TASK ITEM: What lines in the material hold the string "unknown"? Return every one of them.

RECORDS FOR THIS EXERCISE:
::::

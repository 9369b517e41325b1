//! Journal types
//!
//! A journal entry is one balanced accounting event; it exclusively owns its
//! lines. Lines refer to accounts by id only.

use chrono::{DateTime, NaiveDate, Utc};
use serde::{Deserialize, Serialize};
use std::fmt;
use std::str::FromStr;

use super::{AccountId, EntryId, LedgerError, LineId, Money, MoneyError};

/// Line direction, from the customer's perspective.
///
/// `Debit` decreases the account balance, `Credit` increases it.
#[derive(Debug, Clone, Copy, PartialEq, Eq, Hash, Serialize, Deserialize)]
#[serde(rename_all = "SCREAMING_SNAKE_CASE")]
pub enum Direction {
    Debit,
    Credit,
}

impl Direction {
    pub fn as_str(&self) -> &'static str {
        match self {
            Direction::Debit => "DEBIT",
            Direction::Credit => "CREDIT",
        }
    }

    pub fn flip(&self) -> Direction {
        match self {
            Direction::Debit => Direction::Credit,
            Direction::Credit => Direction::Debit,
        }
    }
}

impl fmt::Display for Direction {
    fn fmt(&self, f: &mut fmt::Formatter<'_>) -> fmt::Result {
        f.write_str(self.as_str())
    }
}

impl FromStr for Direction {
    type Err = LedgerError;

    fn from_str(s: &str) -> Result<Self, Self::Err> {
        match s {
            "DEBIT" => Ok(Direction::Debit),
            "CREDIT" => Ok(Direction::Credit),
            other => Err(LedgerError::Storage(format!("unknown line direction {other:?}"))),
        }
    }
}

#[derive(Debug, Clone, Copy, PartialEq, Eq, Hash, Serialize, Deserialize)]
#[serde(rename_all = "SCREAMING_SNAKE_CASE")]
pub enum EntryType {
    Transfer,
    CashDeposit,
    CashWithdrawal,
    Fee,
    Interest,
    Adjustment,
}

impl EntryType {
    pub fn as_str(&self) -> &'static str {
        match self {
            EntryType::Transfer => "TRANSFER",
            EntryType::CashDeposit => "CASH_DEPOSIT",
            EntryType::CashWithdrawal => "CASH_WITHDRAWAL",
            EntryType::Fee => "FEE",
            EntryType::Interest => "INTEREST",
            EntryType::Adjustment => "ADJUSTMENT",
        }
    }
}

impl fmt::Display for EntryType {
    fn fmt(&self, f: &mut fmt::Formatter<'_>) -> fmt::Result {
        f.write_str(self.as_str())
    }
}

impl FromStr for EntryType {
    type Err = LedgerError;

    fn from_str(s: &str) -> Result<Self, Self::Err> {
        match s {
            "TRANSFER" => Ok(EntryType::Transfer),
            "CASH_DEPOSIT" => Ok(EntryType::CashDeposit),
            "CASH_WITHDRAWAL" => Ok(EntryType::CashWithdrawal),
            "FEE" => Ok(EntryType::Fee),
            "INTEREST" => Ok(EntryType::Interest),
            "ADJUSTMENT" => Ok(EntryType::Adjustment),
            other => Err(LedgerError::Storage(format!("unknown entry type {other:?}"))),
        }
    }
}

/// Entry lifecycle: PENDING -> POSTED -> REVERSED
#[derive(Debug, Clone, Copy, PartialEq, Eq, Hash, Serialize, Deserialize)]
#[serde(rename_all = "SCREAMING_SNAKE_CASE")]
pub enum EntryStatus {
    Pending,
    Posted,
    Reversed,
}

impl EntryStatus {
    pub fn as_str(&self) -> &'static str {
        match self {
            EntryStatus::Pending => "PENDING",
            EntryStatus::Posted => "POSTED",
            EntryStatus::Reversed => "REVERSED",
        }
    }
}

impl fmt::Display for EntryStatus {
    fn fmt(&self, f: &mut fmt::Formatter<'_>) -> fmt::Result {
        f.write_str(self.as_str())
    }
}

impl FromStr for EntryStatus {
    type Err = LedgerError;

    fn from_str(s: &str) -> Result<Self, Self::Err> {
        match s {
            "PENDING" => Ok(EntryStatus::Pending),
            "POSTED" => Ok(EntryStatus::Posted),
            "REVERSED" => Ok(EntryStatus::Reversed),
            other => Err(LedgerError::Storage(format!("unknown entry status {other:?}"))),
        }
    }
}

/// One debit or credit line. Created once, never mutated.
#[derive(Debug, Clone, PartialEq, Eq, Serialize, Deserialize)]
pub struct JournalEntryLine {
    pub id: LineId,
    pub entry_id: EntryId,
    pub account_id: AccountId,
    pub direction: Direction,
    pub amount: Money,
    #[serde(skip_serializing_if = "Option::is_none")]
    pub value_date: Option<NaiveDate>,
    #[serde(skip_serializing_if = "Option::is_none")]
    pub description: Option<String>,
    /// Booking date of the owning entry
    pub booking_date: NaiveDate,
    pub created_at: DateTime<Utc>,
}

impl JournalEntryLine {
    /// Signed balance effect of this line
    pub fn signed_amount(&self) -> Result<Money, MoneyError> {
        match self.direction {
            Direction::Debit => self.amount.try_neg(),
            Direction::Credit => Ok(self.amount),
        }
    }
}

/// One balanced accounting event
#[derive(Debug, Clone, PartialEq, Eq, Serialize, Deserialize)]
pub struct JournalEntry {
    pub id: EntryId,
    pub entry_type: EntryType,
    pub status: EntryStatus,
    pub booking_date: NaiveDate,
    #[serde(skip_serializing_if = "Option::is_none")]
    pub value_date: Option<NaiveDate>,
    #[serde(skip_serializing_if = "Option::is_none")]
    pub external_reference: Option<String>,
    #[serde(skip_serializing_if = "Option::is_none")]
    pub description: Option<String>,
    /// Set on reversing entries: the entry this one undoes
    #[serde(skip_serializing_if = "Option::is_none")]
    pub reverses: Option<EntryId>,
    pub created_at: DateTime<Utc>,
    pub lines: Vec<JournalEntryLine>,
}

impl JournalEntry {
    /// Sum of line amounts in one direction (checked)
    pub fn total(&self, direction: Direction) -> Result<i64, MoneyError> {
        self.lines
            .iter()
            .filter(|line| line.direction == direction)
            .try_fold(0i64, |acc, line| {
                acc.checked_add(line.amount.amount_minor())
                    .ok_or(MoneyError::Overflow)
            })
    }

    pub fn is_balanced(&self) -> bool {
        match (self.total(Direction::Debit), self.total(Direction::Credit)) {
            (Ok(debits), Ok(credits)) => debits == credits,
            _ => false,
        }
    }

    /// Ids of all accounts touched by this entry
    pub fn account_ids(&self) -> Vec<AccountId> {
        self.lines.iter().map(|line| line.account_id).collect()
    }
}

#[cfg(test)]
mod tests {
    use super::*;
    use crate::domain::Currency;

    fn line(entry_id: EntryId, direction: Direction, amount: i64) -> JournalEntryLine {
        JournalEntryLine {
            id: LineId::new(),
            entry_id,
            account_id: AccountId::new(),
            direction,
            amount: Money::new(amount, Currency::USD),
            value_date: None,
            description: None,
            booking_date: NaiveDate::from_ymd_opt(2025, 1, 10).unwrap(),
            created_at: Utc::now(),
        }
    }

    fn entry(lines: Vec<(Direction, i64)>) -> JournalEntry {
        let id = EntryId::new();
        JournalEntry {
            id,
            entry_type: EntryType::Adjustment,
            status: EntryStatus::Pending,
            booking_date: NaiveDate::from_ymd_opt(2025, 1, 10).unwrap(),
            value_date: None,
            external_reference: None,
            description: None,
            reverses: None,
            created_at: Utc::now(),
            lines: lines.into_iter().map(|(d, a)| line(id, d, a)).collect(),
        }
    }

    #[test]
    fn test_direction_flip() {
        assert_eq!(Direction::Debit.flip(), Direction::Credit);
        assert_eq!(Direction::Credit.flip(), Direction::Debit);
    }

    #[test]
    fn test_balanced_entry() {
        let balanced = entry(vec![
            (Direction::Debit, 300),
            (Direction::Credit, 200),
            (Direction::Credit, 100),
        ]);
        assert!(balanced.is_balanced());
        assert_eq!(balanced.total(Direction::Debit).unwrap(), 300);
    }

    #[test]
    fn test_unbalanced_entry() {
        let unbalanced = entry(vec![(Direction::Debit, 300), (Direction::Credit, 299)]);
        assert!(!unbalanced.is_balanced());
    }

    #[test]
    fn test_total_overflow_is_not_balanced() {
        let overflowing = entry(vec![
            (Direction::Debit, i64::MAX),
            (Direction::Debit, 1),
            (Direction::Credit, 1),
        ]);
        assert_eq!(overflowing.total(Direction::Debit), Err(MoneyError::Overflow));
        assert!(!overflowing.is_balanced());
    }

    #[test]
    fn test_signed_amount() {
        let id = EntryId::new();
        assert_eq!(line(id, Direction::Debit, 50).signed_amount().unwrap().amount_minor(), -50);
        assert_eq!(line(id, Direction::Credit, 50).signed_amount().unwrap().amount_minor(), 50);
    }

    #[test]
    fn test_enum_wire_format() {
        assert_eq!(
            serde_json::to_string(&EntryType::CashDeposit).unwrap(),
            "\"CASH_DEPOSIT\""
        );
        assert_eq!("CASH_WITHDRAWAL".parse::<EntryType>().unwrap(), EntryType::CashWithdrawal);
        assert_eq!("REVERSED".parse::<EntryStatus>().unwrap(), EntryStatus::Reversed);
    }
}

::::

TASK RESULT:
            other => Err(LedgerError::Storage(format!("unknown line direction {other:?}"))),
            other => Err(LedgerError::Storage(format!("unknown entry type {other:?}"))),
            other => Err(LedgerError::Storage(format!("unknown entry status {other:?}"))),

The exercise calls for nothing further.